**THE INPUT**

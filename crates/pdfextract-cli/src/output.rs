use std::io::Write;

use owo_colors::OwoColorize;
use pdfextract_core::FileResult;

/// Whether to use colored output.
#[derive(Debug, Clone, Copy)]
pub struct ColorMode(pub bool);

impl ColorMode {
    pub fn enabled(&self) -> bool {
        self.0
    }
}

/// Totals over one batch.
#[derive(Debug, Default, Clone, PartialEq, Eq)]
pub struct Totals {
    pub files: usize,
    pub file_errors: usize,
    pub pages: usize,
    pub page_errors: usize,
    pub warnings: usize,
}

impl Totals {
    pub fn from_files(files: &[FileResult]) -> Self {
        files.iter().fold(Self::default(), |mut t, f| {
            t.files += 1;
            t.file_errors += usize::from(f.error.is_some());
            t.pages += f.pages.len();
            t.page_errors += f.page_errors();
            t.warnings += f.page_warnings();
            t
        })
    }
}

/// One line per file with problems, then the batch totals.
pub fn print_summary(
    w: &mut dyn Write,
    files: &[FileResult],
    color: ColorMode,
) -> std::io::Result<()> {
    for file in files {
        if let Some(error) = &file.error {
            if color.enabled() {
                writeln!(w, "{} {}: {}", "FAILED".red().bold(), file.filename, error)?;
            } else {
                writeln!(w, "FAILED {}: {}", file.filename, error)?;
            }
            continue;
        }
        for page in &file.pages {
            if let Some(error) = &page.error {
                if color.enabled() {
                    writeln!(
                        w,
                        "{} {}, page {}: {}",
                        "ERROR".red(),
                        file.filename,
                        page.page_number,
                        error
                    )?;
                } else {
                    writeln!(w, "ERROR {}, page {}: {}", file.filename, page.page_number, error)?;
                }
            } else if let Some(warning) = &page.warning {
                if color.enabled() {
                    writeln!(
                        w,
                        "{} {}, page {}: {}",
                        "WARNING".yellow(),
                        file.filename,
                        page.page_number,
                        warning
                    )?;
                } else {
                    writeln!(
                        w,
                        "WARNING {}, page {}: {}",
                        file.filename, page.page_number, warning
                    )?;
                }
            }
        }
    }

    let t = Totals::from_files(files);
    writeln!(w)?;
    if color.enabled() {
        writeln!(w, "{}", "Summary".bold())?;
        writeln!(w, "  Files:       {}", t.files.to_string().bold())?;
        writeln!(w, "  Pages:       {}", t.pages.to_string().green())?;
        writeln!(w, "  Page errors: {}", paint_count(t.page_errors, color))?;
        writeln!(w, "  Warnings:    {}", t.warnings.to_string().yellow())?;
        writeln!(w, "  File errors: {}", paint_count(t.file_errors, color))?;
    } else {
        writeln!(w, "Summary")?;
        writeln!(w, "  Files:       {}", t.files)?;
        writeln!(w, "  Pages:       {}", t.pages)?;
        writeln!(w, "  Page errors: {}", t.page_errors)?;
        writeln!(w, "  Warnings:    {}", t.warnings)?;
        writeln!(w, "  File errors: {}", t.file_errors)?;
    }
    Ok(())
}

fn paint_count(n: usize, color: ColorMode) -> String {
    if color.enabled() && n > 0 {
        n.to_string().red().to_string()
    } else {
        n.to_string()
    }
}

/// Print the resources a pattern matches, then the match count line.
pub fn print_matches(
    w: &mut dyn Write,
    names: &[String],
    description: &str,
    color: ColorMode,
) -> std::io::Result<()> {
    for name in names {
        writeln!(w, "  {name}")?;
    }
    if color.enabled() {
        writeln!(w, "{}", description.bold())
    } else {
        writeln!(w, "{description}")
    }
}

--

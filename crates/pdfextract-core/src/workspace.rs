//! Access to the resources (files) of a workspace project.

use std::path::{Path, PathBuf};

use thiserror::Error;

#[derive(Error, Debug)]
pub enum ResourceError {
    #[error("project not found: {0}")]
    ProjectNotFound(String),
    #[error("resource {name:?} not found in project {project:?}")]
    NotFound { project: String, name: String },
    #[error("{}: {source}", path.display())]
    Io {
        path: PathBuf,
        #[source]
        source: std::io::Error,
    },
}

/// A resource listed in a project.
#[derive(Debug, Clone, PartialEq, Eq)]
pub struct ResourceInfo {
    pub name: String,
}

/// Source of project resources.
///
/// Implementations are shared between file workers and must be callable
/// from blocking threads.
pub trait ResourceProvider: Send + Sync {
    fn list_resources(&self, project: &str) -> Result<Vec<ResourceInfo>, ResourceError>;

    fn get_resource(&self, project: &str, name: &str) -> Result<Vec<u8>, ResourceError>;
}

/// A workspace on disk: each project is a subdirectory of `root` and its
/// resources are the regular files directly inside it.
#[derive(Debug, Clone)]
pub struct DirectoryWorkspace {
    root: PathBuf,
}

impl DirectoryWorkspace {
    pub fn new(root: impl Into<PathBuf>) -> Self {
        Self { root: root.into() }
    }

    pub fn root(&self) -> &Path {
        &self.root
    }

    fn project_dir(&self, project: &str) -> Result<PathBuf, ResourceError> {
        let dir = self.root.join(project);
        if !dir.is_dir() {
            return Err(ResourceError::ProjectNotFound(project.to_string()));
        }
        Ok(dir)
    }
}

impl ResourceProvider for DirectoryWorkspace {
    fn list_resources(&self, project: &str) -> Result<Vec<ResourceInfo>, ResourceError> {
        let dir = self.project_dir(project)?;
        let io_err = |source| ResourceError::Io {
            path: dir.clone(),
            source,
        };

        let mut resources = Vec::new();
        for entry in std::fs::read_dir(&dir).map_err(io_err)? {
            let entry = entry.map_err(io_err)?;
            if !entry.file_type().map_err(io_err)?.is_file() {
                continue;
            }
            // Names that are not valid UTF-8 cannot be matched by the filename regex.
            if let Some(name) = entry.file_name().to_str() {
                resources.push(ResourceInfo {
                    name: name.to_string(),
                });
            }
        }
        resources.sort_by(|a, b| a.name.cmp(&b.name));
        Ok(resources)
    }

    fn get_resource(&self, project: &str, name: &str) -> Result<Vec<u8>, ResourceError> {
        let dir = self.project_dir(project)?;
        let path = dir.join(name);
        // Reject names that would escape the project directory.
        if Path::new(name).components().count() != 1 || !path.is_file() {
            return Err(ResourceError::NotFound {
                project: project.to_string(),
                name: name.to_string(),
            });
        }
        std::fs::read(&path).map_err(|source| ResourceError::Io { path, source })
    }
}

**WHAT IS REQUIRED**
Whenever a line of the data holds the string "output", pick that line out.

**ANSWER BOX**
filename crates/pdfextract-cli/src/output.rs
/// Whether to use colored output.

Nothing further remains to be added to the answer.